**PROBLEM REQUIREMENTS:** Down to the final line, return the records unchanged.

**DATA TO PROCESS:**
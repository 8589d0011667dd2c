//! Booking lifecycle: creation and state transitions.
//!
//! ```text
//!            create
//!              |
//!              v
//!   +------ PENDING ------ confirm ------> CONFIRMED ---- start ----> IN_PROGRESS
//!   |          ^  \                        /  ^   \                      |
//!   |          |   +---- reschedule ------+   |    cancel             complete
//!   |          |          (RESCHEDULED)       |      |                   |
//!   |          +------------------------------+      v                   v
//!   +--------------------- cancel ----------> CANCELLED              COMPLETED
//! ```
//!
//! Every write goes through [`ScheduleStore::put_booking_if`]. Creation and
//! rescheduling check "no overlapping active booking for this agent and date"
//! inside that call; status changes compare the stored version, so two
//! concurrent transitions of one booking cannot both land.

use std::sync::Arc;

use chrono::Utc;
use rust_decimal::Decimal;
use tracing::{debug, info, warn};
use uuid::Uuid;

use crate::clock::{ClockTime, DateRange};
use crate::config::{EngineConfig, ReschedulePolicy};
use crate::conflict;
use crate::error::{Result, ScheduleError};
use crate::model::{
    validate_interval, Actor, AgentId, Booking, BookingId, BookingRequest, BookingStatus, ClientId,
    Reschedule, RescheduleRecord, SeriesLink,
};
use crate::notify::{BookingEvent, NoopNotifier, NoopPayments, Notifier, PaymentGateway};
use crate::recurrence::{self, Recurrence, SeriesFailure, SeriesOutcome};
use crate::slots::{self, SlotGenerator};
use crate::store::{ScheduleStore, WriteContext};

#[derive(Debug, Clone, Copy, PartialEq, Eq)]
enum Action {
    Confirm,
    Start,
    Cancel,
    Reschedule,
    Complete,
}

impl Action {
    fn verb(self) -> &'static str {
        match self {
            Action::Confirm => "confirm",
            Action::Start => "start",
            Action::Cancel => "cancel",
            Action::Reschedule => "reschedule",
            Action::Complete => "complete",
        }
    }

    fn event(self) -> BookingEvent {
        match self {
            Action::Confirm => BookingEvent::Confirmed,
            Action::Start => BookingEvent::Started,
            Action::Cancel => BookingEvent::Cancelled,
            Action::Reschedule => BookingEvent::Rescheduled,
            Action::Complete => BookingEvent::Completed,
        }
    }

    /// Actions reserved for the agent doing the work.
    fn agent_only(self) -> bool {
        matches!(self, Action::Confirm | Action::Start | Action::Complete)
    }
}

/// Creates bookings and drives them through the state table.
#[derive(Clone)]
pub struct BookingManager {
    store: Arc<dyn ScheduleStore>,
    notifier: Arc<dyn Notifier>,
    payments: Arc<dyn PaymentGateway>,
    config: EngineConfig,
}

**RESULT FOR THIS TASK:**
repository 8589d0011667dd2c
//! Booking lifecycle: creation and state transitions.
//!
//! ```text
//!            create
//!              |
//!              v
//!   +------ PENDING ------ confirm ------> CONFIRMED ---- start ----> IN_PROGRESS
//!   |          ^  \                        /  ^   \                      |
//!   |          |   +---- reschedule ------+   |    cancel             complete
//!   |          |          (RESCHEDULED)       |      |                   |
//!   |          +------------------------------+      v                   v
//!   +--------------------- cancel ----------> CANCELLED              COMPLETED
//! ```
//!
//! Every write goes through [`ScheduleStore::put_booking_if`]. Creation and
//! rescheduling check "no overlapping active booking for this agent and date"
//! inside that call; status changes compare the stored version, so two
//! concurrent transitions of one booking cannot both land.

use std::sync::Arc;

use chrono::Utc;
use rust_decimal::Decimal;
use tracing::{debug, info, warn};
use uuid::Uuid;

use crate::clock::{ClockTime, DateRange};
use crate::config::{EngineConfig, ReschedulePolicy};
use crate::conflict;
use crate::error::{Result, ScheduleError};
use crate::model::{
    validate_interval, Actor, AgentId, Booking, BookingId, BookingRequest, BookingStatus, ClientId,
    Reschedule, RescheduleRecord, SeriesLink,
};
use crate::notify::{BookingEvent, NoopNotifier, NoopPayments, Notifier, PaymentGateway};
use crate::recurrence::{self, Recurrence, SeriesFailure, SeriesOutcome};
use crate::slots::{self, SlotGenerator};
use crate::store::{ScheduleStore, WriteContext};

#[derive(Debug, Clone, Copy, PartialEq, Eq)]
enum Action {
    Confirm,
    Start,
    Cancel,
    Reschedule,
    Complete,
}

impl Action {
    fn verb(self) -> &'static str {
        match self {
            Action::Confirm => "confirm",
            Action::Start => "start",
            Action::Cancel => "cancel",
            Action::Reschedule => "reschedule",
            Action::Complete => "complete",
        }
    }

    fn event(self) -> BookingEvent {
        match self {
            Action::Confirm => BookingEvent::Confirmed,
            Action::Start => BookingEvent::Started,
            Action::Cancel => BookingEvent::Cancelled,
            Action::Reschedule => BookingEvent::Rescheduled,
            Action::Complete => BookingEvent::Completed,
        }
    }

    /// Actions reserved for the agent doing the work.
    fn agent_only(self) -> bool {
        matches!(self, Action::Confirm | Action::Start | Action::Complete)
    }
}

/// Creates bookings and drives them through the state table.
#[derive(Clone)]
pub struct BookingManager {
    store: Arc<dyn ScheduleStore>,
    notifier: Arc<dyn Notifier>,
    payments: Arc<dyn PaymentGateway>,
    config: EngineConfig,
}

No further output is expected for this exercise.